The underwriting agreement contains customary representations, warranties, covenants and agreements by the Registrant, indemnification obligations of the Registrant and the underwriters, including for liabilities under the Securities Act, other obligations of the parties and termination provisions. The representations, warranties and covenants contained in the underwriting agreement were made only for purposes of such agreement and as of specific dates, were solely for the benefit of the parties to the underwriting agreement, and may be subject to limitations agreed upon by the contracting parties.

The Offering is being made by means of a written prospectus forming part of a shelf registration statement on Form S-3 (Registration Statement No. 333-203072), previously filed by the Registrant with the SEC and declared effective by the SEC on May 13, 2015. The underwriting agreement is attached as Exhibit 1.1 hereto, and the description of the terms of the underwriting agreement is qualified in its entirety by reference to such exhibit. A copy of the opinion of Cooley LLP relating to the legality of the issuance and sale of the shares in the Offering is attached as Exhibit 5.1 hereto.

On July 27, 2015, the Registrant issued a press release announcing that it had commenced the Offering. On July 29, 2015, the Registrant issued a press release announcing the pricing of the Offering. Copies of these press releases are attached as Exhibits 99.1 and 99.2 hereto, respectively.

Neither the disclosures on this Form 8-K nor the attached press releases shall constitute an offer to sell or the solicitation of an offer to buy these securities, nor shall there be any sale of these securities in any state or jurisdiction in which such an offer, solicitation or sale would be unlawful prior to registration or qualification under the securities laws of any such state or jurisdiction.

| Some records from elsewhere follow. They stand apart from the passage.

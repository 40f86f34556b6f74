//! pow(x, y) = x**y
//!
//! 1. `log2(x) = w1 + w2` to about 64 bits, with `w1` carrying 20 trailing
//!    zero bits.
//! 2. `y*log2(x) = n + y'` through a split multiplication of `y = y1 + y2`.
//! 3. `x**y = 2**n * exp(y'*ln2)`.
//!
//! The special cases (zeros, infinities, NaN, negative bases) are resolved
//! before any of that, in the order fdlibm checks them. `(±1)**±inf` is NaN.

use super::bits::{
    hi_word, lo_word, with_hi_lo, zero_lo_word, ABS_MASK_HI, INF_OR_NAN_HI, MIN_NORMAL_HI, ONE_HI,
};
use super::exp::{P1, P2, P3, P4, P5};
use super::{fabs, scalbn, sqrt};

const BP: [f64; 2] = [1.0, 1.5];
const DP_H: [f64; 2] = [0.0, 5.84962487220764160156e-01]; // 0x3FE2B803, 0x40000000
const DP_L: [f64; 2] = [0.0, 1.35003920212974897128e-08]; // 0x3E4CFDEB, 0x43CFD006
const ZERO: f64 = 0.0;
const ONE: f64 = 1.0;
const TWO: f64 = 2.0;
const TWO53: f64 = 9007199254740992.0; // 0x43400000, 0x00000000
const HUGE: f64 = 1.0e300;
const TINY: f64 = 1.0e-300;
// poly coefs for (3/2)*(log(x)-2s-2/3*s**3
const L1: f64 = 5.99999999999994648725e-01; // 0x3FE33333, 0x33333303
const L2: f64 = 4.28571428578550184252e-01; // 0x3FDB6DB6, 0xDB6FABFF
const L3: f64 = 3.33333329818377432918e-01; // 0x3FD55555, 0x518F264D
const L4: f64 = 2.72728123808534006489e-01; // 0x3FD17460, 0xA91D4101
const L5: f64 = 2.30660745775561754067e-01; // 0x3FCD864A, 0x93C9DB65
const L6: f64 = 2.06975017800338417784e-01; // 0x3FCA7E28, 0x4A454EEF
const LG2: f64 = 6.93147180559945286227e-01; // 0x3FE62E42, 0xFEFA39EF
const LG2_H: f64 = 6.93147182464599609375e-01; // 0x3FE62E43, 0x00000000
const LG2_L: f64 = -1.90465429995776804525e-09; // 0xBE205C61, 0x0CA86C39
const OVT: f64 = 8.0085662595372944372e-17; // -(1024-log2(ovfl+.5ulp))
const CP: f64 = 9.61796693925975554329e-01; // 0x3FEEC709, 0xDC3A03FD =2/(3ln2)
const CP_H: f64 = 9.61796700954437255859e-01; // 0x3FEEC709, 0xE0000000 =(float)cp
const CP_L: f64 = -7.02846165095275826516e-09; // 0xBE3E2FE0, 0x145B01F5 =tail of cp_h
const IVLN2: f64 = 1.44269504088896338700e+00; // 0x3FF71547, 0x652B82FE =1/ln2
const IVLN2_H: f64 = 1.44269502162933349609e+00; // 0x3FF71547, 0x60000000 =24b 1/ln2
const IVLN2_L: f64 = 1.92596299112661746887e-08; // 0x3E54AE0B, 0xF85DDF44 =1/ln2 tail

/// |y| >= 2^53: every such y is an even integer
const TWO53_HI: i32 = 0x4340_0000;
/// |y| > 2^31
const Y_HUGE_HI: i32 = 0x41e0_0000;
/// |y| > 2^64: x**y must overflow or underflow unless x is 1
const Y_VERY_HUGE_HI: i32 = 0x43f0_0000;
/// High word of the largest double below 1.0.
const BELOW_ONE_HI: i32 = 0x3fef_ffff;
/// z >= 1024
const OVERFLOW_Z_HI: i32 = 0x4090_0000;
/// |z| >= 1075
const UNDERFLOW_Z_HI: i32 = 0x4090_cc00;
/// High word of -1075.
const NEG_1075_HI: u32 = 0xc090_cc00;

/// Parity of `y` when `x < 0`.
#[derive(Clone, Copy, PartialEq, Eq)]
enum YKind {
    NonInteger,
    Odd,
    Even,
}

fn classify_y(iy: i32, ly: u32) -> YKind {
    if iy >= TWO53_HI {
        return YKind::Even;
    }
    if iy < ONE_HI as i32 {
        return YKind::NonInteger;
    }
    let k = (iy >> 20) - 0x3ff;
    let (j, trailing_zero_free) = if k > 20 {
        let shift = (52 - k) as u32;
        let j = ly >> shift;
        (j, (j << shift) == ly)
    } else if ly == 0 {
        let shift = (20 - k) as u32;
        let j = (iy as u32) >> shift;
        (j, (j << shift) == iy as u32)
    } else {
        return YKind::NonInteger;
    };
    match (trailing_zero_free, j & 1) {
        (false, _) => YKind::NonInteger,
        (true, 1) => YKind::Odd,
        (true, _) => YKind::Even,
    }
}

#[allow(clippy::eq_op)]
pub fn pow(x: f64, y: f64) -> f64 {
    let hx = hi_word(x) as i32;
    let lx = lo_word(x);
    let hy = hi_word(y) as i32;
    let ly = lo_word(y);
    let mut ix = hx & ABS_MASK_HI as i32;
    let iy = hy & ABS_MASK_HI as i32;
    let inf_hi = INF_OR_NAN_HI as i32;
    let one_hi = ONE_HI as i32;

    // y == zero: x**0 = 1
    if (iy as u32 | ly) == 0 {
        return ONE;
    }

    // +-NaN return x+y
    if ix > inf_hi || (ix == inf_hi && lx != 0) || iy > inf_hi || (iy == inf_hi && ly != 0) {
        return x + y;
    }

    let yisint = if hx < 0 { classify_y(iy, ly) } else { YKind::NonInteger };

    // special value of y
    if ly == 0 {
        if iy == inf_hi {
            // y is +-inf
            if ((ix - one_hi) as u32 | lx) == 0 {
                // (+-1)**+-inf is NaN
                return y - y;
            }
            if ix >= one_hi {
                // (|x|>1)**+-inf = inf,0
                return if hy >= 0 { y } else { ZERO };
            }
            // (|x|<1)**-,+inf = inf,0
            return if hy < 0 { -y } else { ZERO };
        }
        if iy == one_hi {
            return if hy < 0 { ONE / x } else { x };
        }
        if hy == 0x4000_0000 {
            // y is 2
            return x * x;
        }
        if hy == 0x3fe0_0000 && hx >= 0 {
            // y is 0.5, x >= +0
            return sqrt(x);
        }
    }

    let mut ax = fabs(x);
    // special value of x
    if lx == 0 && (ix == inf_hi || ix == 0 || ix == one_hi) {
        // x is +-0,+-inf,+-1
        let mut z = ax;
        if hy < 0 {
            z = ONE / z;
        }
        if hx < 0 {
            if ix == one_hi && yisint == YKind::NonInteger {
                // (-1)**non-int is NaN
                z = (z - z) / (z - z);
            } else if yisint == YKind::Odd {
                // (x<0)**odd = -(|x|**odd)
                z = -z;
            }
        }
        return z;
    }

    // (x<0)**(non-int) is NaN
    if hx < 0 && yisint == YKind::NonInteger {
        return (x - x) / (x - x);
    }

    // sign of result: -ve**odd is negative
    let s = if hx < 0 && yisint == YKind::Odd { -ONE } else { ONE };

    let (t1, t2) = if iy > Y_HUGE_HI {
        if iy > Y_VERY_HUGE_HI {
            if ix <= BELOW_ONE_HI {
                return if hy < 0 { HUGE * HUGE } else { TINY * TINY };
            }
            if ix >= one_hi {
                return if hy > 0 { HUGE * HUGE } else { TINY * TINY };
            }
        }
        // over/underflow if x is not close to one
        if ix < BELOW_ONE_HI {
            return if hy < 0 { s * HUGE * HUGE } else { s * TINY * TINY };
        }
        if ix > one_hi {
            return if hy > 0 { s * HUGE * HUGE } else { s * TINY * TINY };
        }
        // |1-x| <= 2^-20, so log(x) is x-x^2/2+x^3/3-x^4/4
        let t = ax - ONE; // 20 trailing zeros
        let w = (t * t) * (0.5 - t * (0.3333333333333333333333 - t * 0.25));
        let u = IVLN2_H * t; // 21 significant bits
        let v = t * IVLN2_L - w * IVLN2;
        let t1 = zero_lo_word(u + v);
        (t1, v - (t1 - u))
    } else {
        let mut n: i32 = 0;
        // subnormal x
        if ix < MIN_NORMAL_HI as i32 {
            ax *= TWO53;
            n -= 53;
            ix = hi_word(ax) as i32;
        }
        n += (ix >> 20) - 0x3ff;
        let j = ix & 0x000f_ffff;
        // normalize ix and pick the interval
        ix = j | one_hi;
        let k: usize = if j <= 0x3988e {
            // |x| < sqrt(3/2)
            0
        } else if j < 0xbb67a {
            // |x| < sqrt(3)
            1
        } else {
            n += 1;
            ix -= 0x0010_0000;
            0
        };
        ax = with_hi_lo(ix as u32, lo_word(ax));

        // ss = s_h+s_l = (x-1)/(x+1) or (x-1.5)/(x+1.5)
        let u = ax - BP[k];
        let v = ONE / (ax + BP[k]);
        let ss = u * v;
        let s_h = zero_lo_word(ss);
        // t_h = ax+bp[k] high
        let t_h = with_hi_lo(
            (((ix >> 1) | 0x2000_0000) + 0x0008_0000 + ((k as i32) << 18)) as u32,
            0,
        );
        let t_l = ax - (t_h - BP[k]);
        let s_l = v * ((u - s_h * t_h) - s_h * t_l);

        // log(ax)
        let mut s2 = ss * ss;
        let mut r = s2 * s2 * (L1 + s2 * (L2 + s2 * (L3 + s2 * (L4 + s2 * (L5 + s2 * L6)))));
        r += s_l * (s_h + ss);
        s2 = s_h * s_h;
        let t_h = zero_lo_word(3.0 + s2 + r);
        let t_l = r - ((t_h - 3.0) - s2);
        // u+v = ss*(1+...)
        let u = s_h * t_h;
        let v = s_l * t_h + t_l * ss;
        // 2/(3log2)*(ss+...)
        let p_h = zero_lo_word(u + v);
        let p_l = v - (p_h - u);
        let z_h = CP_H * p_h;
        let z_l = CP_L * p_h + p_l * CP + DP_L[k];
        // log2(ax) = (ss+..)*2/(3*log2) = n + dp_h + z_h + z_l
        let t = f64::from(n);
        let t1 = zero_lo_word(((z_h + z_l) + DP_H[k]) + t);
        (t1, z_l - (((t1 - t) - DP_H[k]) - z_h))
    };

    // split y into y1+y2 and compute (y1+y2)*(t1+t2)
    let y1 = zero_lo_word(y);
    let p_l = (y - y1) * t1 + y * t2;
    let mut p_h = y1 * t1;
    let mut z = p_l + p_h;
    let j = hi_word(z) as i32;
    let i = lo_word(z);
    if j >= OVERFLOW_Z_HI {
        // z >= 1024
        if ((j - OVERFLOW_Z_HI) as u32 | i) != 0 || p_l + OVT > z - p_h {
            return s * HUGE * HUGE;
        }
    } else if (j & ABS_MASK_HI as i32) >= UNDERFLOW_Z_HI {
        // z <= -1075
        if (j as u32 != NEG_1075_HI || i != 0) || p_l <= z - p_h {
            return s * TINY * TINY;
        }
    }

    // 2**(p_h+p_l)
    let i = j & ABS_MASK_HI as i32;
    let mut k = (i >> 20) - 0x3ff;
    let mut n: i32 = 0;
    if i > 0x3fe0_0000 {
        // |z| > 0.5, n = [z+0.5]
        n = j.wrapping_add(0x0010_0000 >> (k + 1));
        k = ((n & ABS_MASK_HI as i32) >> 20) - 0x3ff;
        let t = with_hi_lo((n & !(0x000f_ffff >> k)) as u32, 0);
        n = ((n & 0x000f_ffff) | 0x0010_0000) >> (20 - k);
        if j < 0 {
            n = -n;
        }
        p_h -= t;
    }
    let t = zero_lo_word(p_l + p_h);
    let u = t * LG2_H;
    let v = (p_l - (t - p_h)) * LG2 + t * LG2_L;
    z = u + v;
    let w = v - (z - u);
    let t = z * z;
    let t1 = z - t * (P1 + t * (P2 + t * (P3 + t * (P4 + t * P5))));
    let r = (z * t1) / (t1 - TWO) - (w + z * w);
    z = ONE - (r - z);
    let j = (hi_word(z) as i32).wrapping_add(n << 20);
    z = if (j >> 20) <= 0 {
        // subnormal output
        scalbn(z, n)
    } else {
        with_hi_lo(j as u32, lo_word(z))
    };
    s * z
}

Item 9.01. Financial Statements and Exhibits.

(d) Exhibits

 

Exhibit No.    Description
1.1    Underwriting Agreement dated July 29, 2015.
5.1    Opinion of Cooley LLP.
23.1    Consent of Cooley LLP (included in Exhibit 5.1).
99.1    Press Release dated July 27, 2015.
99.2    Press Release dated July 29, 2015.


SIGNATURES

Pursuant to the requirements of the Securities Exchange Act of 1934, the registrant has duly caused this report to be signed on its behalf by the undersigned hereunto duly authorized.

 

CARA THERAPEUTICS, INC.
By:  

/s/ JOSEF SCHOELL

  Josef Schoell
  Chief Financial Officer
  (Principal Financial and Accounting Officer)

Date: July 31, 2015


EXHIBIT INDEX

 

Exhibit No.    Description
1.1    Underwriting Agreement dated July 29, 2015.
5.1    Opinion of Cooley LLP.
23.1    Consent of Cooley LLP (included in Exhibit 5.1).
99.1    Press Release dated July 27, 2015.
99.2    Press Release dated July 29, 2015.